On the Dash:
- AI-informed buyers may arrive overconfident with outdated or inaccurate vehicle and pricing information.
- The technology can generate unrealistic negotiation and purchase expectations based on past market trends.
- Dealers must guide customers in separating reliable insights from AI-generated misinformation to align with local market realities.
Car shoppers increasingly rely on artificial intelligence to guide vehicle selection, financing, and timing. Salesforce data shows 79% of Generation Z buyers want AI agents to recommend the best car for their needs. Similarly, CDK Global reports that Gen Z leads in using artificial intelligence to book service appointments, with 51% preferring AI assistants. While the technology empowers buyers with more information, dealers face challenges navigating inaccurate or unrealistic expectations.

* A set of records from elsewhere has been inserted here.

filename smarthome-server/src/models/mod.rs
mod device;
mod reading;
mod sensor;

pub use device::{Device, DeviceTable};
pub use reading::{Reading, ReadingTable};
pub use sensor::{Sensor, SensorTable};

pub trait Table {
    /// The name of the table
    fn name(&self) -> &'static str;

    /// The SQL statement to create the table
    fn create(&self) -> String;

    /// The SQL statement to dispose the table
    fn dispose(&self) -> String;
}
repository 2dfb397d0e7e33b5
mod reading;
mod sensor;

pub use reading::*;
pub use sensor::*;

pub type Id = i32;
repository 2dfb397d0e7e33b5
use serde::{Deserialize, Serialize};
use time::OffsetDateTime;

use super::{Id, SensorKind};

#[cfg_attr(feature = "docs", derive(utoipa::ToSchema))]
#[derive(Debug, Clone, PartialEq, Serialize, Deserialize)]
pub struct ReadingResponse {
    /// Reading identifier
    pub id: Id,
    /// Sensor that recorded the reading
    pub sensor_id: Id,
    /// Recorded value
    pub value: f64,
    /// Recording time
    #[serde(with = "time::serde::rfc3339")]
    pub time: OffsetDateTime,
}

#[cfg_attr(feature = "docs", derive(utoipa::ToSchema))]
#[derive(Debug, Clone, Copy, PartialEq, Eq, Serialize, Deserialize)]
pub struct ReadingIdResponse {
    /// Reading identifier
    pub id: Id,
}

#[cfg_attr(feature = "docs", derive(utoipa::ToSchema))]
#[derive(Debug, Clone, Copy, PartialEq, Serialize, Deserialize)]
pub struct ValueResponse {
    /// Computed value
    pub value: f64,
}

#[cfg_attr(feature = "docs", derive(utoipa::ToSchema))]
#[derive(Debug, Clone, PartialEq, Serialize, Deserialize)]
pub struct PeakPowerResponse {
    /// Peak net power, grid minus power sources
    pub value: f64,
    /// Start of the window holding the peak
    #[serde(with = "time::serde::rfc3339")]
    pub window_start: OffsetDateTime,
    /// End of the window holding the peak
    #[serde(with = "time::serde::rfc3339")]
    pub window_end: OffsetDateTime,
}

/// Query string of every period-bound reading endpoint.
#[derive(Debug, Default, Clone, PartialEq, Eq, Serialize, Deserialize)]
pub struct PeriodQuery {
    #[serde(default, with = "time::serde::rfc3339::option")]
    pub start: Option<OffsetDateTime>,
    #[serde(default, with = "time::serde::rfc3339::option")]
    pub end: Option<OffsetDateTime>,
}

#[derive(Debug, Default, Clone, PartialEq, Eq, Serialize, Deserialize)]
pub struct DifferenceQuery {
    #[serde(default, with = "time::serde::rfc3339::option")]
    pub start: Option<OffsetDateTime>,
    #[serde(default, with = "time::serde::rfc3339::option")]
    pub end: Option<OffsetDateTime>,
    #[serde(default)]
    pub kind: SensorKind,
}
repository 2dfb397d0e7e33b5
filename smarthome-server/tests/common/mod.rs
pub mod mock_app;
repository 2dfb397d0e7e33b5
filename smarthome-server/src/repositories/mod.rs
mod device;
mod reading;
mod sensor;

pub use device::DeviceRepository;
pub use reading::ReadingRepository;
pub use sensor::SensorRepository;
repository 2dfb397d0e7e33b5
use time::{OffsetDateTime, UtcOffset};

/// A requested time span. Callers build it freely; consumers validate it.
#[derive(Debug, Clone, Copy, PartialEq, Eq)]
pub struct Period {
    pub start: OffsetDateTime,
    pub end: OffsetDateTime,
}

impl Period {
    /// Bounds are kept in UTC whatever offset they came with.
    pub fn new(start: OffsetDateTime, end: OffsetDateTime) -> Self {
        Self {
            start: start.to_offset(UtcOffset::UTC),
            end: end.to_offset(UtcOffset::UTC),
        }
    }

    /// Both bounds are required; a missing one yields no period at all.
    pub fn from_bounds(start: Option<OffsetDateTime>, end: Option<OffsetDateTime>) -> Option<Self> {
        Some(Self::new(start?, end?))
    }

    pub fn is_valid(&self, now: OffsetDateTime) -> bool {
        is_valid_period(Some(self.start), Some(self.end), now)
    }
}

/// Both bounds present, `start` strictly before `end`, and `end` not in the future.
pub fn is_valid_period(
    start: Option<OffsetDateTime>,
    end: Option<OffsetDateTime>,
    now: OffsetDateTime,
) -> bool {
    match (start, end) {
        (Some(start), Some(end)) => start < end && end <= now,
        _ => false,
    }
}
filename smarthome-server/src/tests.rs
use std::sync::Arc;

use time::OffsetDateTime;

use crate::configs::{Database, SchemaManager, Settings, Storage};
use crate::models::{Device, Reading, Sensor};
use crate::repositories::{DeviceRepository, ReadingRepository, SensorRepository};

pub async fn setup_test_db() -> Arc<Storage> {
    Arc::new(
        Storage::new(
            Database {
                migration_path: None,
                clean_start: true,
                url: String::from("sqlite::memory:"),
            },
            SchemaManager::default(),
        )
        .await
        .unwrap(),
    )
}

/// Embedded defaults with one-minute tolerance and aggregation windows.
pub fn test_settings() -> Settings {
    let mut settings = Settings::defaults().unwrap();
    settings.analytics.tolerance_seconds = 60;
    settings.analytics.aggregation_window_seconds = 60;
    settings
}

pub async fn create_test_device(storage: Arc<Storage>, name: &str, device_type: &str) -> Device {
    let repository = DeviceRepository::new(storage.clone());
    let device = Device {
        id: 0,
        name: name.to_string(),
        device_type: device_type.to_string(),
    };

    let mut tx = storage.get_pool().begin().await.unwrap();
    let id = repository.create(&device, &mut tx).await.unwrap();
    tx.commit().await.unwrap();

    repository.find_by_id(id).await.unwrap().unwrap()
}

pub async fn create_test_sensor(
    storage: Arc<Storage>,
    device_id: i32,
    name: &str,
    model_name: &str,
) -> Sensor {
    let repository = SensorRepository::new(storage.clone());
    let sensor = Sensor {
        id: 0,
        device_id,
        name: name.to_string(),
        model_name: model_name.to_string(),
    };

    let mut tx = storage.get_pool().begin().await.unwrap();
    let id = repository.create(&sensor, &mut tx).await.unwrap();
    tx.commit().await.unwrap();

    repository.find_by_id(id).await.unwrap().unwrap()
}

pub async fn create_test_reading(
    storage: Arc<Storage>,
    sensor_id: i32,
    value: f64,
    time: OffsetDateTime,
) -> Reading {
    let repository = ReadingRepository::new(storage.clone());
    let reading = Reading {
        id: 0,
        sensor_id,
        value,
        time,
    };

    let mut tx = storage.get_pool().begin().await.unwrap();
    let id = repository.create(&reading, &mut tx).await.unwrap();
    tx.commit().await.unwrap();

    repository.find_by_id(id).await.unwrap().unwrap()
}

AI functions more like a personal consultant than a traditional search engine. It factors in vehicle configurations, towing requirements, headroom, and budget constraints to suggest models buyers may not have otherwise considered. Buyers are arriving to dealerships with AI-generated insights about financing options, market conditions, negotiation strategies, and timing.
However, AI-informed buyers can be overconfident, misinformed, and prone to unrealistic expectations. Outdated or incorrect data is common, including discontinued trims, pricing from other markets, or unreleased features. The technology’s conversational format can make false information appear credible, leaving buyers unaware of red flags. Even restricting the technology to reputable sources does not fully prevent errors, and free AI tools often lack access to current market data.

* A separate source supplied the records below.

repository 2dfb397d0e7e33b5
use std::sync::Arc;

use anyhow::anyhow;
use axum::extract::{Path, Query, State};
use axum::routing::get;
use axum::{Json, Router};
use smarthome_api::*;
use time::OffsetDateTime;

use crate::errors::{ApiError, ReadingError};
use crate::services::ReadingService;
use crate::services::analytics::Period;

#[derive(Clone)]
pub struct ReadingState {
    pub reading_service: Arc<ReadingService>,
}

pub fn reading_router(reading_state: ReadingState) -> Router {
    Router::new()
        .route("/api/readings/:reading_id", get(get_reading))
        .route(
            "/api/devices/:device_id/readings",
            get(get_readings_from_device),
        )
        .route(
            "/api/devices/:device_id/reading-ids",
            get(get_reading_ids_from_device),
        )
        .route(
            "/api/devices/:device_id/max-difference/:other_device_id",
            get(get_max_difference),
        )
        .route("/api/power/peak", get(get_peak_power_consumption))
        .with_state(reading_state)
}

fn valid_period(
    start: Option<OffsetDateTime>,
    end: Option<OffsetDateTime>,
) -> Result<Period, ReadingError> {
    Period::from_bounds(start, end)
        .filter(|period| period.is_valid(OffsetDateTime::now_utc()))
        .ok_or(ReadingError::InvalidPeriod)
}

#[utoipa::path(
    get,
    path = "/api/readings/{reading_id}",
    tag = "reading",
    params(
        ("reading_id" = i32, Path, description = "Reading ID")
    ),
    responses(
        (status = 200, description = "Successfully retrieved reading", body = ReadingResponse),
        (status = 404, description = "Reading not found"),
        (status = 500, description = "Internal server error")
    )
)]
pub async fn get_reading(
    State(state): State<ReadingState>,
    Path(reading_id): Path<i32>,
) -> Result<Json<ReadingResponse>, ApiError> {
    let reading = state
        .reading_service
        .get_reading(reading_id)
        .await
        .ok_or(ReadingError::ReadingNotFound)?;

    Ok(Json(reading.into()))
}

#[utoipa::path(
    get,
    path = "/api/devices/{device_id}/readings",
    tag = "reading",
    params(
        ("device_id" = i32, Path, description = "Device ID"),
        ("start" = String, Query, description = "Period start, RFC 3339"),
        ("end" = String, Query, description = "Period end, RFC 3339")
    ),
    responses(
        (status = 200, description = "Readings of every sensor of the device", body = Vec<ReadingResponse>),
        (status = 400, description = "Invalid or incomplete period"),
        (status = 404, description = "No readings in the period"),
        (status = 500, description = "Internal server error")
    )
)]
pub async fn get_readings_from_device(
    State(state): State<ReadingState>,
    Path(device_id): Path<i32>,
    Query(query): Query<PeriodQuery>,
) -> Result<Json<Vec<ReadingResponse>>, ApiError> {
    let period = valid_period(query.start, query.end)?;

    let readings = state
        .reading_service
        .readings_from_device(device_id, &period)
        .await
        .ok_or_else(|| anyhow!("Readings of device {} unavailable", device_id))?;

    if readings.is_empty() {
        return Err(ReadingError::NoReadings.into());
    }

    Ok(Json(readings.into_iter().map(Into::into).collect()))
}

#[utoipa::path(
    get,
    path = "/api/devices/{device_id}/reading-ids",
    tag = "reading",
    params(
        ("device_id" = i32, Path, description = "Device ID"),
        ("start" = String, Query, description = "Period start, RFC 3339"),
        ("end" = String, Query, description = "Period end, RFC 3339")
    ),
    responses(
        (status = 200, description = "Reading IDs of every sensor of the device", body = Vec<ReadingIdResponse>),
        (status = 400, description = "Invalid or incomplete period"),
        (status = 404, description = "No readings in the period"),
        (status = 500, description = "Internal server error")
    )
)]
pub async fn get_reading_ids_from_device(
    State(state): State<ReadingState>,
    Path(device_id): Path<i32>,
    Query(query): Query<PeriodQuery>,
) -> Result<Json<Vec<ReadingIdResponse>>, ApiError> {
    let period = valid_period(query.start, query.end)?;

    let ids = state
        .reading_service
        .reading_ids_from_device(device_id, &period)
        .await
        .ok_or_else(|| anyhow!("Reading IDs of device {} unavailable", device_id))?;

    if ids.is_empty() {
        return Err(ReadingError::NoReadings.into());
    }

    Ok(Json(
        ids.into_iter().map(|id| ReadingIdResponse { id }).collect(),
    ))
}

#[utoipa::path(
    get,
    path = "/api/devices/{device_id}/max-difference/{other_device_id}",
    tag = "analytics",
    params(
        ("device_id" = i32, Path, description = "First device ID"),
        ("other_device_id" = i32, Path, description = "Second device ID"),
        ("start" = String, Query, description = "Period start, RFC 3339"),
        ("end" = String, Query, description = "Period end, RFC 3339"),
        ("kind" = Option<SensorKind>, Query, description = "Sensor kind, temperature by default")
    ),
    responses(
        (status = 200, description = "Largest difference between near-simultaneous readings", body = ValueResponse),
        (status = 400, description = "Invalid or incomplete period"),
        (status = 404, description = "No comparable readings"),
        (status = 500, description = "Internal server error")
    )
)]
pub async fn get_max_difference(
    State(state): State<ReadingState>,
    Path((device_id, other_device_id)): Path<(i32, i32)>,
    Query(query): Query<DifferenceQuery>,
) -> Result<Json<ValueResponse>, ApiError> {
    let period = valid_period(query.start, query.end)?;

    let value = state
        .reading_service
        .max_instant_difference(device_id, other_device_id, query.kind, &period)
        .await
        .ok_or(ReadingError::NoResult)?;

    Ok(Json(ValueResponse { value }))
}

#[utoipa::path(
    get,
    path = "/api/power/peak",
    tag = "analytics",
    params(
        ("start" = String, Query, description = "Period start, RFC 3339"),
        ("end" = String, Query, description = "Period end, RFC 3339")
    ),
    responses(
        (status = 200, description = "Peak net power consumption and its window", body = PeakPowerResponse),
        (status = 400, description = "Invalid or incomplete period"),
        (status = 404, description = "No power readings in the period"),
        (status = 500, description = "Internal server error")
    )
)]
pub async fn get_peak_power_consumption(
    State(state): State<ReadingState>,
    Query(query): Query<PeriodQuery>,
) -> Result<Json<PeakPowerResponse>, ApiError> {
    let period = valid_period(query.start, query.end)?;

    let peak = state
        .reading_service
        .peak_net_power_window(&period)
        .await
        .ok_or(ReadingError::NoResult)?;

    Ok(Json(PeakPowerResponse {
        value: peak.value,
        window_start: peak.window.start,
        window_end: peak.window.end,
    }))
}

The technology can also create unrealistic negotiation expectations. Buyers may attempt strategies that worked during past market conditions but no longer apply, such as trading in leases for profit during supply-constrained periods. It can further complicate purchases by recommending vehicles and dealerships outside the customer’s local market. A buyer may see pricing from another state without considering shipping, local incentives, or taxes, creating misaligned expectations before arriving at the dealership.

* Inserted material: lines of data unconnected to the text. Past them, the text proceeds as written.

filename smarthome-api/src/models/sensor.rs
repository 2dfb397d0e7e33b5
use serde::{Deserialize, Serialize};

/// Measured quantity of a sensor, resolved against the configured sensor models.
#[cfg_attr(feature = "docs", derive(utoipa::ToSchema))]
#[derive(Debug, Default, Clone, Copy, PartialEq, Eq, Hash, Serialize, Deserialize)]
#[serde(rename_all = "snake_case")]
pub enum SensorKind {
    /// Ambient temperature in Celsius
    #[default]
    Temperature,
    /// Instantaneous power in watts
    PowerConsumption,
}

impl core::fmt::Display for SensorKind {
    fn fmt(&self, f: &mut core::fmt::Formatter) -> core::fmt::Result {
        match self {
            SensorKind::Temperature => write!(f, "temperature"),
            SensorKind::PowerConsumption => write!(f, "power_consumption"),
        }
    }
}

/// Device classification used to pick the two sides of the power balance.
#[cfg_attr(feature = "docs", derive(utoipa::ToSchema))]
#[derive(Debug, Clone, Copy, PartialEq, Eq, Hash, Serialize, Deserialize)]
#[serde(rename_all = "snake_case")]
pub enum DeviceCategory {
    /// Meter on the utility grid connection
    GridPowerMeter,
    /// Meter on a local power source such as solar panels
    PowerSourcePowerMeter,
}

impl core::fmt::Display for DeviceCategory {
    fn fmt(&self, f: &mut core::fmt::Formatter) -> core::fmt::Result {
        match self {
            DeviceCategory::GridPowerMeter => write!(f, "grid_power_meter"),
            DeviceCategory::PowerSourcePowerMeter => write!(f, "power_source_power_meter"),
        }
    }
}

#[cfg(test)]
mod tests {
    use super::*;

    #[test]
    fn test_sensor_kind_wire_format() {
        assert_eq!(serde_json::to_string(&SensorKind::Temperature).unwrap(), "\"temperature\"");
        assert_eq!(
            serde_json::from_str::<SensorKind>("\"power_consumption\"").unwrap(),
            SensorKind::PowerConsumption
        );
        assert_eq!(SensorKind::default(), SensorKind::Temperature);
    }

    #[test]
    fn test_display_matches_serde() {
        for kind in [SensorKind::Temperature, SensorKind::PowerConsumption] {
            assert_eq!(serde_json::to_string(&kind).unwrap(), format!("\"{kind}\""));
        }
        for category in [DeviceCategory::GridPowerMeter, DeviceCategory::PowerSourcePowerMeter] {
            assert_eq!(serde_json::to_string(&category).unwrap(), format!("\"{category}\""));
        }
    }
}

Dealers will need to adjust to this technological shift. AI-informed buyers are not going away, and as Gen Z grows as a share of the market, the trend will likely increase. Sales teams must guide customers through accurate, market-specific information and help separate useful insights from misleading AI suggestions. Rather than educating customers on basic vehicle options, dealers are increasingly helping buyers validate AI-generated knowledge and make decisions that work in their real-world market.